Bassenon is a Côte Rôtie wine made from a plots blend planted on the southern slopes of the Semon village, at the foot of which flows the Bassenon stream which lends its name to this wine.

It is also a blend of white and black grapes as it is authorized by the single Côte Rôtie designation, more precisely a blend of Syrah and Viognier.

TERROIR


The terroir of the Bassenon wine plots consists of a soil of dark anatectites with cordierites, a rock resulting from a partial fusion of the original bedrock.
This partial fusion phenomenon took place around 400 million years ago, when the two main emerged continents, Gondwana and Armorica, came together and collided, causing locally a temperature and pressure modification which led to a partial fusion of the rocks in presence, then a recrystallization of this magma in new metamorphic rocks.

The anatectites of the Semon village are the result of a partial fusion of paragneiss, and the presence of cordierite (unmelted grain of the initial rock) indicates that the fusion took place in a context of high temperature but low pressure.

If these rocks are close to the original one, they differ from it by their structure and their mineralogical composition.



WINEGROWING& WINEMAKING


The grapes are grown according to the principles of the Sustainable Agriculture, that is to say with treatments carried out only when necessary and depending on the weather. Insecticides are not used.

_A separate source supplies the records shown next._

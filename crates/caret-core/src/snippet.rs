//! Snippet templates and tab-stop navigation.
//!
//! Templates follow the LSP snippet syntax subset the editor needs: `$n`
//! marks an empty tab stop, `${n:placeholder}` a stop pre-filled with
//! placeholder text, and `$0` the final caret position. `\$` escapes a
//! literal dollar sign.

use crate::error::EditorError;

/// One tab stop, with rune offsets relative to the expanded snippet text.
#[derive(Debug, Clone, Copy, PartialEq, Eq)]
pub struct TabStop {
    /// Stop index from the template; `0` is the final stop.
    pub index: usize,
    pub start: usize,
    pub end: usize,
}

/// A parsed snippet: the literal text to insert plus its tab stops in
/// navigation order (ascending index, `0` last).
#[derive(Debug, Clone, PartialEq)]
pub struct SnippetTemplate {
    pub text: String,
    pub stops: Vec<TabStop>,
}

impl SnippetTemplate {
    /// Parse `template`, accumulating the literal text and stop offsets.
    pub fn parse(template: &str) -> Result<Self, EditorError> {
        let mut text = String::new();
        let mut stops: Vec<TabStop> = Vec::new();
        let mut runes = 0usize;

        let mut chars = template.chars().peekable();
        while let Some(c) = chars.next() {
            match c {
                '\\' => {
                    let escaped = chars
                        .next()
                        .ok_or_else(|| EditorError::SnippetParse("dangling escape".into()))?;
                    text.push(escaped);
                    runes += 1;
                }
                '$' => match chars.peek() {
                    Some(d) if d.is_ascii_digit() => {
                        let index = read_number(&mut chars);
                        stops.push(TabStop {
                            index,
                            start: runes,
                            end: runes,
                        });
                    }
                    Some('{') => {
                        chars.next();
                        let index = read_number(&mut chars);
                        let start = runes;
                        match chars.next() {
                            Some(':') => {
                                let mut closed = false;
                                for p in chars.by_ref() {
                                    if p == '}' {
                                        closed = true;
                                        break;
                                    }
                                    text.push(p);
                                    runes += 1;
                                }
                                if !closed {
                                    return Err(EditorError::SnippetParse(
                                        "unterminated placeholder".into(),
                                    ));
                                }
                            }
                            Some('}') => {}
                            _ => {
                                return Err(EditorError::SnippetParse(
                                    "malformed tab stop".into(),
                                ));
                            }
                        }
                        stops.push(TabStop {
                            index,
                            start,
                            end: runes,
                        });
                    }
                    _ => {
                        text.push('$');
                        runes += 1;
                    }
                },
                _ => {
                    text.push(c);
                    runes += 1;
                }
            }
        }

        // Navigation order: 1, 2, ... then 0.
        stops.sort_by_key(|s| if s.index == 0 { usize::MAX } else { s.index });
        Ok(Self { text, stops })
    }
}

fn read_number(chars: &mut std::iter::Peekable<std::str::Chars<'_>>) -> usize {
    let mut n = 0usize;
    while let Some(d) = chars.peek().and_then(|c| c.to_digit(10)) {
        n = n * 10 + d as usize;
        chars.next();
    }
    n
}

/// Live snippet state: absolute tab-stop ranges inside the document and the
/// current navigation position.
#[derive(Debug, Clone, PartialEq)]
pub struct SnippetContext {
    stops: Vec<TabStop>,
    current: Option<usize>,
}

impl SnippetContext {
    /// Build a context for a template inserted at rune offset `base`.
    pub fn new(template: &SnippetTemplate, base: usize) -> Self {
        let stops = template
            .stops
            .iter()
            .map(|s| TabStop {
                index: s.index,
                start: s.start + base,
                end: s.end + base,
            })
            .collect();
        Self {
            stops,
            current: None,
        }
    }

    pub fn stops(&self) -> &[TabStop] {
        &self.stops
    }

    /// Advance to the next tab stop, returning its range.
    pub fn next_tab_stop(&mut self) -> Option<(usize, usize)> {
        let next = match self.current {
            None => 0,
            Some(i) => (i + 1).min(self.stops.len().saturating_sub(1)),
        };
        self.current = Some(next);
        self.stops.get(next).map(|s| (s.start, s.end))
    }

    /// Step back to the previous tab stop, returning its range.
    pub fn prev_tab_stop(&mut self) -> Option<(usize, usize)> {
        let prev = match self.current {
            None | Some(0) => 0,
            Some(i) => i - 1,
        };
        self.current = Some(prev);
        self.stops.get(prev).map(|s| (s.start, s.end))
    }

    /// Whether the current stop is the last one.
    pub fn at_last_stop(&self) -> bool {
        match self.current {
            Some(i) => i + 1 >= self.stops.len(),
            None => self.stops.is_empty(),
        }
    }

    /// Track an edit replacing `[start, end)` with `new_len` runes: stops
    /// after the edit shift, a stop containing it grows or shrinks.
    pub fn on_edit(&mut self, start: usize, end: usize, new_len: usize) {
        let old_len = end - start;
        for stop in &mut self.stops {
            if start >= stop.start && start <= stop.end {
                // Edit begins inside (or at the edge of) the stop.
                stop.end = stop.end + new_len - old_len.min(stop.end - start);
            } else if stop.start >= end {
                stop.start = stop.start + new_len - old_len;
                stop.end = stop.end + new_len - old_len;
            }
        }
    }
}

The harvest is done manually, and the grapes are vinified plot by plot.
After a severe sorting, they are partially destemmed then crushed before being placed in open vats for alcoholic fermentation. The juice maceration with the skins lasts about three weeks.
The must is then pressed and the juice is transferred to oak barrels for a 18 months ageing.

At the end of the ageing phase, the musts from the different plots are blended, fined, then bottled.

The bottle is sealed with a DIAM30® cork stopper which guarantees the absence of TCA contamination of the wine (or cork taste)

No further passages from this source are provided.